**Task**
Copy the lines exactly as they appear, starting with the first line of the records and ending with the line that contains "let center = Point::new(viewport.width".

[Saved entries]
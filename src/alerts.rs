// src/alerts.rs
//
// Two independent debouncing state machines, evaluated per matched track
// inside the frame transaction, both reading the pre-update record as
// "previous".
//
// Approach: an object counts as approaching when its box grows and its
// centroid moves along the reference direction (viewport center toward
// bottom-center, where the viewer stands). Three consecutive qualifying
// frames fire one alert; a per-track cooldown then suppresses repeats.
// Any non-qualifying frame resets the streak.
//
// Signal: a pedestrian light announces immediately on any color change or
// on the transition from non-light to light, then re-announces after a
// fixed number of consecutive same-color frames so a standing light is not
// forgotten and not repeated every frame either.

use crate::config::{AlertConfig, ViewportConfig};
use crate::events::SceneEvent;
use crate::geometry::{cosine_similarity, Point, Vec2};
use crate::tracking::TrackedObject;
use std::time::{Duration, Instant};
use tracing::debug;

pub struct AlertEngine {
    min_cosine: f32,
    confirm_frames: u32,
    cooldown: Duration,
    signal_repeat_frames: u32,
    /// Viewport center toward bottom-center: the viewer's position on screen.
    reference: Vec2,
}

impl AlertEngine {
    pub fn new(config: &AlertConfig, viewport: &ViewportConfig) -> Self {
        let center = Point::new(viewport.width * 0.5, viewport.height * 0.5);
        let bottom_center = Point::new(viewport.width * 0.5, viewport.height);
        Self {
            min_cosine: config.approach_min_cosine,
            confirm_frames: config.approach_confirm_frames,
            cooldown: config.approach_cooldown(),
            signal_repeat_frames: config.signal_repeat_frames,
            reference: center.vector_to(bottom_center),
        }
    }

    /// Advance the approach machine for one matched frame. `prev` is the
    /// record before this frame, `next` the in-progress successor.
    pub fn evaluate_approach(
        &self,
        prev: &TrackedObject,
        next: &mut TrackedObject,
        now: Instant,
    ) -> Option<SceneEvent> {
        let movement = prev.centroid.vector_to(next.centroid);
        let heading = cosine_similarity(movement, self.reference);

        let qualifies = !next.class.is_signal()
            && next.area > prev.area
            && heading > self.min_cosine
            && now.duration_since(prev.last_alert) > self.cooldown;

        if !qualifies {
            next.consecutive_alert_frames = 0;
            return None;
        }

        next.consecutive_alert_frames = prev.consecutive_alert_frames + 1;
        if next.consecutive_alert_frames < self.confirm_frames {
            return None;
        }

        debug!(
            "track {} approach confirmed after {} frames (cos {:.2})",
            next.id, next.consecutive_alert_frames, heading
        );
        next.consecutive_alert_frames = 0;
        next.last_alert = now;
        Some(SceneEvent::ApproachAlert {
            track_id: next.id,
            label: next.label.clone(),
        })
    }

    /// Advance the signal machine for one matched frame.
    pub fn evaluate_signal(
        &self,
        prev: &TrackedObject,
        next: &mut TrackedObject,
    ) -> Option<SceneEvent> {
        let Some(color) = next.class.signal_color() else {
            next.signal_frames = 0;
            return None;
        };

        if prev.class.signal_color() == Some(color) {
            // Same color held; count toward the periodic re-announcement.
            next.signal_frames = prev.signal_frames + 1;
            if next.signal_frames >= self.signal_repeat_frames {
                debug!(
                    "track {} re-announcing held {} light",
                    next.id,
                    color.as_str()
                );
                next.signal_frames = 0;
                return Some(SceneEvent::SignalAlert { color });
            }
            None
        } else {
            // Color changed, or the track just became a light.
            next.signal_frames = 0;
            Some(SceneEvent::SignalAlert { color })
        }
    }
}
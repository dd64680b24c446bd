// src/events.rs
//
// Event surface consumed by the speech and rendering collaborators.
// Components publish here during a frame update instead of calling each
// other; the engine drains the bus into its return value.

use crate::geometry::Point;
use crate::types::SignalColor;
use serde::Serialize;
use std::collections::VecDeque;
use tracing::warn;

#[derive(Debug, Clone, PartialEq, Serialize)]
pub enum SceneEvent {
    /// An object has been closing in on the viewer for several consecutive
    /// frames. The speech collaborator speaks a caution phrase.
    ApproachAlert { track_id: u64, label: String },
    /// A pedestrian light was first seen, changed color, or has been held
    /// long enough to re-announce.
    SignalAlert { color: SignalColor },
    /// Composed answer to a "traffic situation" voice request.
    TrafficSummary { text: String },
    /// Displacement arrow for the renderer. The renderer must acknowledge
    /// consumption so the pending vector is cleared.
    MotionVector {
        track_id: u64,
        start: Point,
        end: Point,
    },
}

pub struct EventBus {
    events: VecDeque<SceneEvent>,
    max_pending: usize,
}

impl EventBus {
    pub fn new(max_pending: usize) -> Self {
        Self {
            events: VecDeque::with_capacity(max_pending),
            max_pending,
        }
    }

    pub fn publish(&mut self, event: SceneEvent) {
        if self.events.len() >= self.max_pending {
            warn!(
                "event bus full ({} events), dropping oldest",
                self.max_pending
            );
            self.events.pop_front();
        }
        self.events.push_back(event);
    }

    pub fn drain(&mut self) -> Vec<SceneEvent> {
        self.events.drain(..).collect()
    }

    pub fn pending_count(&self) -> usize {
        self.events.len()
    }
}
// src/service.rs
//
// Concurrency wrapper around the engine. Two call sites drive the core: the
// per-frame detection feed and the asynchronous voice-command handler. Both
// go through one async mutex, so a frame update is atomic relative to other
// frames and to summary snapshots. Alert and summary speech plus motion
// vectors fan out over an unbounded channel: sending never blocks the
// update path, and consumers run on their own tasks.

use crate::config::Config;
use crate::engine::SceneEngine;
use crate::error::Error;
use crate::events::SceneEvent;
use crate::metrics::MetricsSummary;
use crate::tracking::TrackedObject;
use crate::types::Detection;
use std::sync::Arc;
use std::time::Instant;
use tokio::sync::{mpsc, Mutex};
use tracing::warn;

#[derive(Clone)]
pub struct SceneService {
    engine: Arc<Mutex<SceneEngine>>,
    events: mpsc::UnboundedSender<SceneEvent>,
}

impl SceneService {
    /// Build the service and the event stream its collaborators consume.
    pub fn new(
        config: Config,
    ) -> Result<(Self, mpsc::UnboundedReceiver<SceneEvent>), Error> {
        let engine = SceneEngine::new(config)?;
        let (tx, rx) = mpsc::unbounded_channel();
        Ok((
            Self {
                engine: Arc::new(Mutex::new(engine)),
                events: tx,
            },
            rx,
        ))
    }

    /// Per-frame entry point for the vision collaborator. The frame clock is
    /// sampled once here and used for the whole cycle.
    pub async fn process_frame(&self, detections: Vec<Detection>) {
        let now = Instant::now();
        let events = {
            let mut engine = self.engine.lock().await;
            engine.update(&detections, now)
        };
        self.dispatch(events);
    }

    /// Voice-command entry point. The recognizer decides whether a
    /// transcript asks for the traffic situation; this core never parses
    /// free text. Rate-limited requests dispatch nothing.
    pub async fn request_summary(&self) {
        let now = Instant::now();
        let text = {
            let mut engine = self.engine.lock().await;
            engine.query_summary(now)
        };
        if let Some(text) = text {
            self.dispatch(vec![SceneEvent::TrafficSummary { text }]);
        }
    }

    /// Renderer acknowledgement for a drawn motion vector.
    pub async fn vector_consumed(&self, track_id: u64) {
        self.engine.lock().await.vector_consumed(track_id);
    }

    pub async fn tracks(&self) -> Vec<TrackedObject> {
        self.engine.lock().await.tracks()
    }

    pub async fn metrics_summary(&self) -> MetricsSummary {
        self.engine.lock().await.metrics().summary()
    }

    fn dispatch(&self, events: Vec<SceneEvent>) {
        for event in events {
            if self.events.send(event).is_err() {
                warn!("event consumer dropped; discarding scene events");
                break;
            }
        }
    }
}

#[cfg(test)]
mod tests {
    use super::*;
    use crate::geometry::Rect;

    fn det(x: f32, y: f32, w: f32, h: f32, label: &str) -> Detection {
        Detection::new(Rect::new(x, y, w, h), label, 0.8)
    }

    #[tokio::test]
    async fn signal_alert_reaches_the_event_stream() {
        let (service, mut events) = SceneService::new(Config::default()).unwrap();

        service
            .process_frame(vec![det(100.0, 100.0, 40.0, 40.0, "red light")])
            .await;

        let event = events.recv().await.unwrap();
        assert!(matches!(event, SceneEvent::SignalAlert { .. }));
    }

    #[tokio::test]
    async fn summary_request_dispatches_composed_text() {
        let (service, mut events) = SceneService::new(Config::default()).unwrap();

        service.request_summary().await;
        let event = events.recv().await.unwrap();
        match event {
            SceneEvent::TrafficSummary { text } => {
                assert_eq!(text, crate::summary::NO_OBJECTS_MESSAGE);
            }
            other => panic!("expected summary, got {other:?}"),
        }

        // Second request inside the window dispatches nothing.
        service.request_summary().await;
        assert!(events.try_recv().is_err());
    }

    #[tokio::test]
    async fn concurrent_feeds_and_queries_serialize() {
        let (service, mut events) = SceneService::new(Config::default()).unwrap();

        let feeder = {
            let service = service.clone();
            tokio::spawn(async move {
                for i in 0..50u32 {
                    let x = 100.0 + i as f32;
                    service
                        .process_frame(vec![det(x, 100.0, 100.0, 100.0, "car")])
                        .await;
                }
            })
        };
        let asker = {
            let service = service.clone();
            tokio::spawn(async move {
                for _ in 0..10 {
                    service.request_summary().await;
                }
            })
        };

        feeder.await.unwrap();
        asker.await.unwrap();

        // The drifting box stays one coherent track throughout.
        let tracks = service.tracks().await;
        assert_eq!(tracks.len(), 1);

        let metrics = service.metrics_summary().await;
        assert_eq!(metrics.frames, 50);
        assert_eq!(metrics.summaries_emitted + metrics.summaries_suppressed, 10);

        drop(service);
        let mut summaries = 0;
        while let Some(event) = events.recv().await {
            if matches!(event, SceneEvent::TrafficSummary { .. }) {
                summaries += 1;
            }
        }
        assert_eq!(summaries, 1);
    }
}
// src/geometry.rs
//
// Pure geometry over viewport pixel coordinates. No state; every box and
// vector computation in the crate funnels through here.

use serde::{Deserialize, Serialize};

#[derive(Debug, Clone, Copy, PartialEq, Serialize, Deserialize)]
pub struct Point {
    pub x: f32,
    pub y: f32,
}

impl Point {
    pub fn new(x: f32, y: f32) -> Self {
        Self { x, y }
    }

    pub fn vector_to(self, other: Point) -> Vec2 {
        Vec2::new(other.x - self.x, other.y - self.y)
    }

    pub fn distance_to(self, other: Point) -> f32 {
        self.vector_to(other).magnitude()
    }
}

#[derive(Debug, Clone, Copy, PartialEq, Serialize, Deserialize)]
pub struct Vec2 {
    pub x: f32,
    pub y: f32,
}

impl Vec2 {
    pub fn new(x: f32, y: f32) -> Self {
        Self { x, y }
    }

    pub fn dot(self, other: Vec2) -> f32 {
        self.x * other.x + self.y * other.y
    }

    pub fn magnitude(self) -> f32 {
        self.dot(self).sqrt()
    }
}

/// Cosine of the angle between two vectors. Defined as 0 when either vector
/// has zero magnitude, so callers never divide by zero.
pub fn cosine_similarity(a: Vec2, b: Vec2) -> f32 {
    let denom = a.magnitude() * b.magnitude();
    if denom == 0.0 {
        return 0.0;
    }
    a.dot(b) / denom
}

/// Axis-aligned box in viewport coordinates: origin at top-left, y down.
#[derive(Debug, Clone, Copy, PartialEq, Serialize, Deserialize)]
pub struct Rect {
    pub x: f32,
    pub y: f32,
    pub width: f32,
    pub height: f32,
}

impl Rect {
    pub fn new(x: f32, y: f32, width: f32, height: f32) -> Self {
        Self {
            x,
            y,
            width,
            height,
        }
    }

    pub fn right(&self) -> f32 {
        self.x + self.width
    }

    pub fn bottom(&self) -> f32 {
        self.y + self.height
    }

    pub fn area(&self) -> f32 {
        (self.width * self.height).max(0.0)
    }

    pub fn centroid(&self) -> Point {
        Point::new(self.x + self.width * 0.5, self.y + self.height * 0.5)
    }

    /// A box the detector should never have produced: zero or negative
    /// extent, or any non-finite coordinate.
    pub fn is_degenerate(&self) -> bool {
        !(self.x.is_finite() && self.y.is_finite())
            || !(self.width.is_finite() && self.height.is_finite())
            || self.width <= 0.0
            || self.height <= 0.0
    }
}

/// Intersection over union. Returns 0 when the boxes do not overlap or when
/// either box has zero area; equals 1 for a non-degenerate box against itself.
pub fn iou(a: &Rect, b: &Rect) -> f32 {
    let iw = (a.right().min(b.right()) - a.x.max(b.x)).max(0.0);
    let ih = (a.bottom().min(b.bottom()) - a.y.max(b.y)).max(0.0);
    let inter = iw * ih;
    if inter <= 0.0 {
        return 0.0;
    }

    let union = a.area() + b.area() - inter;
    if union > 0.0 {
        inter / union
    } else {
        0.0
    }
}
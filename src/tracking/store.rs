// src/tracking/store.rs

use super::track::TrackedObject;
use std::collections::HashMap;

/// Sole owner of the id-to-track mapping. Only the store creates, replaces,
/// or deletes records; every other component works on snapshots or on a
/// record it is about to commit back. Iteration order of the underlying map
/// is unspecified and nothing may depend on it.
#[derive(Debug, Default)]
pub struct TrackStore {
    tracks: HashMap<u64, TrackedObject>,
    next_id: u64,
}

impl TrackStore {
    pub fn new() -> Self {
        Self {
            tracks: HashMap::new(),
            next_id: 1,
        }
    }

    /// Hand out the next track id. Ids are never reused, even after the
    /// record they named is long gone.
    pub fn allocate_id(&mut self) -> u64 {
        let id = self.next_id;
        self.next_id += 1;
        id
    }

    pub fn get(&self, id: u64) -> Option<&TrackedObject> {
        self.tracks.get(&id)
    }

    pub fn upsert(&mut self, record: TrackedObject) {
        self.tracks.insert(record.id, record);
    }

    pub fn remove(&mut self, id: u64) -> Option<TrackedObject> {
        self.tracks.remove(&id)
    }

    /// Cloned view of every record, safe to iterate while the store mutates.
    pub fn snapshot(&self) -> Vec<TrackedObject> {
        self.tracks.values().cloned().collect()
    }

    pub fn len(&self) -> usize {
        self.tracks.len()
    }

    pub fn is_empty(&self) -> bool {
        self.tracks.is_empty()
    }

    /// Drop all records. The id counter keeps counting.
    pub fn clear(&mut self) {
        self.tracks.clear();
    }
}
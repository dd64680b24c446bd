// src/engine.rs
//
// Per-frame orchestration. Each update is one atomic unit against the track
// store: filter malformed input, associate detections to the snapshot,
// apply one transaction per matched track (fields, alerts, motion), spawn
// tracks for the rest, then run the expiry sweep. The summary query runs
// out-of-band over the same store; serialization against the frame path
// lives in `service`.
//
// No failure in here is fatal. Bad detections are skipped, disqualified
// alerts simply do not fire, and a rate-limited summary returns nothing.

use crate::alerts::AlertEngine;
use crate::config::Config;
use crate::error::Error;
use crate::events::{EventBus, SceneEvent};
use crate::metrics::EngineMetrics;
use crate::motion::MotionVectorBuilder;
use crate::summary::SummaryAggregator;
use crate::tracking::{associate, Lifecycle, TrackStore, TrackedObject};
use crate::types::Detection;
use std::time::Instant;
use tracing::debug;

const MAX_PENDING_EVENTS: usize = 64;

pub struct SceneEngine {
    config: Config,
    store: TrackStore,
    lifecycle: Lifecycle,
    alerts: AlertEngine,
    motion: MotionVectorBuilder,
    summary: SummaryAggregator,
    bus: EventBus,
    metrics: EngineMetrics,
}

impl SceneEngine {
    pub fn new(config: Config) -> Result<Self, Error> {
        config.validate()?;
        Ok(Self {
            lifecycle: Lifecycle::new(config.tracking.expiry()),
            alerts: AlertEngine::new(&config.alerts, &config.viewport),
            motion: MotionVectorBuilder::new(&config.motion),
            summary: SummaryAggregator::new(&config.summary, &config.viewport),
            store: TrackStore::new(),
            bus: EventBus::new(MAX_PENDING_EVENTS),
            metrics: EngineMetrics::new(),
            config,
        })
    }

    /// Ingest one frame of detections. `now` is the frame timestamp, sampled
    /// once by the caller for the whole cycle. Returns the alert and motion
    /// events this frame produced.
    pub fn update(&mut self, detections: &[Detection], now: Instant) -> Vec<SceneEvent> {
        self.metrics.inc(&self.metrics.frames);
        self.metrics
            .add(&self.metrics.detections_in, detections.len() as u64);

        let valid: Vec<&Detection> = detections
            .iter()
            .filter(|d| d.is_well_formed() && d.confidence >= self.config.tracking.min_confidence)
            .collect();
        let skipped = detections.len() - valid.len();
        if skipped > 0 {
            debug!("skipped {} malformed or low-confidence detections", skipped);
            self.metrics
                .add(&self.metrics.detections_skipped, skipped as u64);
        }

        let snapshot = self.store.snapshot();
        let association = associate(&valid, &snapshot, self.config.tracking.match_iou);

        for m in &association.matched {
            // The snapshot and the store agree within a frame, but read the
            // committed record to keep the transaction self-contained.
            let Some(prev) = self.store.get(m.track_id).cloned() else {
                continue;
            };
            let det = valid[m.detection];
            let mut next = prev.advanced(det, now);

            if let Some(event) = self.alerts.evaluate_approach(&prev, &mut next, now) {
                self.metrics.inc(&self.metrics.approach_alerts);
                self.bus.publish(event);
            }
            if let Some(event) = self.alerts.evaluate_signal(&prev, &mut next) {
                self.metrics.inc(&self.metrics.signal_alerts);
                self.bus.publish(event);
            }
            if let Some(event) = self.motion.advance(&prev, &mut next) {
                self.metrics.inc(&self.metrics.motion_vectors);
                self.bus.publish(event);
            }

            self.store.upsert(next);
        }

        for &di in &association.unmatched {
            let (_, event) = self.lifecycle.spawn(&mut self.store, valid[di], now);
            self.metrics.inc(&self.metrics.tracks_created);
            if let Some(event) = event {
                self.metrics.inc(&self.metrics.signal_alerts);
                self.bus.publish(event);
            }
        }

        let expired = self.lifecycle.sweep(&mut self.store, now);
        self.metrics.add(&self.metrics.tracks_expired, expired as u64);

        self.bus.drain()
    }

    /// Answer a voice request for the traffic situation, or None when the
    /// request falls inside the summary rate-limit window.
    pub fn query_summary(&mut self, now: Instant) -> Option<String> {
        let snapshot = self.store.snapshot();
        let text = self.summary.query(&snapshot, now);
        match text {
            Some(_) => self.metrics.inc(&self.metrics.summaries_emitted),
            None => self.metrics.inc(&self.metrics.summaries_suppressed),
        }
        text
    }

    /// Renderer acknowledgement that a motion vector was drawn.
    pub fn vector_consumed(&mut self, track_id: u64) {
        if let Some(record) = self.store.get(track_id) {
            let mut record = record.clone();
            record.pending_vector = None;
            self.store.upsert(record);
        }
    }

    pub fn tracks(&self) -> Vec<TrackedObject> {
        self.store.snapshot()
    }

    pub fn track_count(&self) -> usize {
        self.store.len()
    }

    pub fn metrics(&self) -> &EngineMetrics {
        &self.metrics
    }

    /// Drop every track. Ids keep counting; they are never reused.
    pub fn reset(&mut self) {
        self.store.clear();
    }
}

**Problem solution**
filename src/alerts.rs
// src/alerts.rs
//
// Two independent debouncing state machines, evaluated per matched track
// inside the frame transaction, both reading the pre-update record as
// "previous".
//
// Approach: an object counts as approaching when its box grows and its
// centroid moves along the reference direction (viewport center toward
// bottom-center, where the viewer stands). Three consecutive qualifying
// frames fire one alert; a per-track cooldown then suppresses repeats.
// Any non-qualifying frame resets the streak.
//
// Signal: a pedestrian light announces immediately on any color change or
// on the transition from non-light to light, then re-announces after a
// fixed number of consecutive same-color frames so a standing light is not
// forgotten and not repeated every frame either.

use crate::config::{AlertConfig, ViewportConfig};
use crate::events::SceneEvent;
use crate::geometry::{cosine_similarity, Point, Vec2};
use crate::tracking::TrackedObject;
use std::time::{Duration, Instant};
use tracing::debug;

pub struct AlertEngine {
    min_cosine: f32,
    confirm_frames: u32,
    cooldown: Duration,
    signal_repeat_frames: u32,
    /// Viewport center toward bottom-center: the viewer's position on screen.
    reference: Vec2,
}

impl AlertEngine {
    pub fn new(config: &AlertConfig, viewport: &ViewportConfig) -> Self {
        let center = Point::new(viewport.width * 0.5, viewport.height * 0.5);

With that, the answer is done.